I’ve taken some time off over the Christmas break and I’m now dedicating a whole work day per week to this project. Today has been somewhat both slow and also good for the progress of the project for someone who has never built any sort of explicit speech bot. As I said on my first blog post available – Blog 1 – I am using this as a partial reflection on the progress I am making towards creating Frankenstein 2.0.

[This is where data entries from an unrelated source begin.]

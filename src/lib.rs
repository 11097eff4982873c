// logvault - CloudWatch Logs to S3 Exporter
// Copyright (c) 2025 logvault Contributors
// Licensed under the MIT License

//! # logvault - CloudWatch Logs to S3 Exporter
//!
//! logvault is a scheduled job that archives the trailing window of a
//! CloudWatch Logs stream to S3 as a gzip-compressed JSON array.
//!
//! ## Overview
//!
//! Each invocation:
//! - **Reads** up to 10,000 events from one log stream for the last 24 hours
//! - **Serializes** them to a JSON array of `{timestamp, message, ingestionTime}`
//! - **Compresses** the array with gzip
//! - **Writes** one object to `cloudwatch-logs/logs-<epoch-seconds>.json.gz`
//!
//! It runs either as an AWS Lambda function or as a one-shot CLI command.
//!
//! ## Architecture
//!
//! logvault follows a layered architecture:
//!
//! - [`cli`] - Command-line interface and argument parsing
//! - [`core`] - Business logic (export job, artifact building, clock)
//! - [`adapters`] - External integrations (CloudWatch Logs, S3)
//! - [`domain`] - Core domain types and models
//! - [`config`] - Configuration management
//! - [`logging`] - Structured logging and observability
//!
//! ## Quick Start
//!
//! ```rust,no_run
//! use logvault::adapters::factory::build_clients;
//! use logvault::config::load_config;
//! use logvault::core::clock::SystemClock;
//! use logvault::core::export::ExportJob;
//! use logvault::domain::{InvocationContext, Trigger};
//! use std::sync::Arc;
//!
//! #[tokio::main]
//! async fn main() -> Result<(), Box<dyn std::error::Error>> {
//!     // Load configuration
//!     let config = load_config("logvault.toml")?;
//!
//!     // Create clients once and hand them to the job
//!     let clients = build_clients(&config).await?;
//!     let job = ExportJob::from_clients(config, clients, Arc::new(SystemClock));
//!
//!     // Execute one export
//!     let response = job
//!         .run(&Trigger::manual(), &InvocationContext::generated())
//!         .await?;
//!
//!     println!("{}", response.body);
//!     Ok(())
//! }
//! ```
//!
//! ## Error Handling
//!
//! logvault uses the [`domain::LogVaultError`] type for all errors:
//!
//! ```rust,no_run
//! use logvault::domain::LogVaultError;
//!
//! fn example() -> Result<(), LogVaultError> {
//!     // Errors are automatically converted using the ? operator
//!     let config = logvault::config::load_config("logvault.toml")?;
//!     Ok(())
//! }
//! ```
//!
//! ## Logging
//!
//! logvault uses structured logging with the `tracing` crate. Every export
//! runs inside an `export` span carrying the invocation's request id.

pub mod adapters;
pub mod cli;
pub mod config;
pub mod core;
pub mod domain;
pub mod logging;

Today was the day to really tackle the interactive side of the bot. Both in the ‘input’ (Speech to Text) and the output (Text to Speech) both of which I’ve now got *very almost* working together before I finish at past 7pm. The main issues have been getting them to speak to one another, and it doesn’t help that my Python is somewhat rusty – so I’ll properly tackle that when I’m not so tired. So here’s an example of the bot speaking back earlier today:
Text to Speech
This is what I first tackled today, and decided I would use the pyttsx3 python package to do so. This is due to it being relatively good and also not required access to some sort of Google-esque API. It does mean that things sounds rather robotic; but this is editable if I wished to really go for it. In this case, I have chosen one of the default ‘voices’ that comes from this – the en-scottish voice – which incidentally is one of the clearest and almost strangely applicable to where this will be shown ‘in’ Dundee, Scotland.

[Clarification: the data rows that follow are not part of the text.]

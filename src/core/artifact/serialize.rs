//! JSON serialization of fetched records

use crate::domain::{LogRecord, LogVaultError, Result};

/// Serializes records, in order, as a compact JSON array
///
/// An empty slice yields `[]`.
pub fn serialize_records(records: &[LogRecord]) -> Result<Vec<u8>> {
    serde_json::to_vec(records).map_err(|e| {
        LogVaultError::Serialization(format!(
            "Failed to serialize {} log records: {e}",
            records.len()
        ))
    })
}

#[cfg(test)]
mod tests {
    use super::*;

    #[test]
    fn test_empty_records_serialize_to_empty_array() {
        assert_eq!(serialize_records(&[]).unwrap(), b"[]");
    }

    #[test]
    fn test_order_is_preserved() {
        let records = vec![
            LogRecord::new(3, "third", 30),
            LogRecord::new(1, "first", 10),
            LogRecord::new(2, "second", 20),
        ];
        let bytes = serialize_records(&records).unwrap();
        let parsed: Vec<LogRecord> = serde_json::from_slice(&bytes).unwrap();
        assert_eq!(parsed, records);
    }

    #[test]
    fn test_message_escaping() {
        let records = vec![LogRecord::new(1, "line \"one\"\nline two", 1)];
        let bytes = serialize_records(&records).unwrap();
        let text = String::from_utf8(bytes).unwrap();
        assert!(text.contains(r#"line \"one\"\nline two"#));
    }
}
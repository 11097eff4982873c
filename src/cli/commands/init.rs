//! Init command implementation
//!
//! This module implements the `init` command for generating a starter
//! configuration file.

use clap::Args;
use std::fs;
use std::path::Path;

/// Arguments for the init command
#[derive(Args, Debug)]
pub struct InitArgs {
    /// Path where to create the configuration file
    #[arg(short, long, default_value = "logvault.toml")]
    pub output: String,

    /// Overwrite existing file
    #[arg(long)]
    pub force: bool,
}

impl InitArgs {
    /// Execute the init command
    pub async fn execute(&self) -> anyhow::Result<i32> {
        tracing::info!(output = %self.output, "Initializing configuration file");

        println!("📝 Initializing logvault configuration");
        println!();

        if Path::new(&self.output).exists() && !self.force {
            println!("❌ Configuration file already exists: {}", self.output);
            println!("   Use --force to overwrite");
            return Ok(2);
        }

        match fs::write(&self.output, Self::generate_config()) {
            Ok(_) => {
                println!("✅ Configuration file created: {}", self.output);
                println!();
                println!("Next steps:");
                println!("  1. Edit {} with your log group, stream and bucket", self.output);
                println!("  2. Provide AWS credentials via the environment or an IAM role");
                println!("  3. Validate configuration: logvault validate-config --check-access");
                println!("  4. Run export: logvault export --dry-run");
                println!();
                Ok(0)
            }
            Err(e) => {
                println!("❌ Failed to write configuration file");
                println!("   Error: {e}");
                Ok(5)
            }
        }
    }

    /// Generate the starter configuration
    fn generate_config() -> String {
        r#"# logvault Configuration File
# Exports the trailing window of a CloudWatch Logs stream to S3 as gzipped JSON

[application]
log_level = "info"

[source]
log_group = "devops-veera"
log_stream = "devops"

# Maximum events per export (1-10000); a single page is read
max_records = 10000

# Window length in seconds, ending at the invocation time
lookback_seconds = 86400

# Keep the oldest events instead of the newest when the window overflows
start_from_head = false

[destination]
bucket = "devops-veera-logs"

# Objects are written to <key_prefix>/logs-<epoch-seconds>.json.gz
key_prefix = "cloudwatch-logs"
content_type = "application/gzip"

# gzip level 0-9
compression_level = 9

[aws]
# region = "us-east-1"
# endpoint_url = "http://localhost:4566"   # LocalStack
# force_path_style = true
#
# Static credentials (optional, the default provider chain is used otherwise)
# access_key_id = "${AWS_ACCESS_KEY_ID}"
# secret_access_key = "${AWS_SECRET_ACCESS_KEY}"

[export]
# Build the artifact but skip the upload
dry_run = false

[logging]
# Console output format: text | json
format = "text"

# Local file logging
local_enabled = false
local_path = "/tmp/logvault"

# Rotation: daily | hourly | never
local_rotation = "daily"
"#
        .to_string()
    }
}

As it is open-source and crucially works offline, I think this is a big plus for a project that seeks to avoid cloud-based services! It was relatively simple to get going after some minor tweaks here and there.
Speech to Text
This caused me some more problems over trying to get it to work, which I eventually did get over after much playing around with my ‘environment’. I have decided to go for PocketSphinx, which is an open source toolkit for speech recognition. This is going to make my life so easy – and it isn’t the best yet but there are possibilities for tweaking this (as long as someone has access to data) – but crucially not related to spoken word data – it is instead based on common connections in language – another distinction and discussion for some time else. I’ve not had a lot of time to work out many things in the background here as I was more interested in getting something working.
However, and crucially, this means that I can now identify (at least I’ve tested this) trigger works for Frankenstein to listen out for and then respond to. As this is a distinctive work (along with some others I’ve used), it means this is a good start… just to get the bot to respond and interact (without getting to make sense when responding to questions! That’s a different day’s work!).
So overall, it doesn’t sound like all that much – but I feel like I’ve nearly cracked the basic ‘interaction’ side of the bot – and that makes me feel a lot better. I may edit this, as I can barely see the screen anymore, so it’s not got a great edit!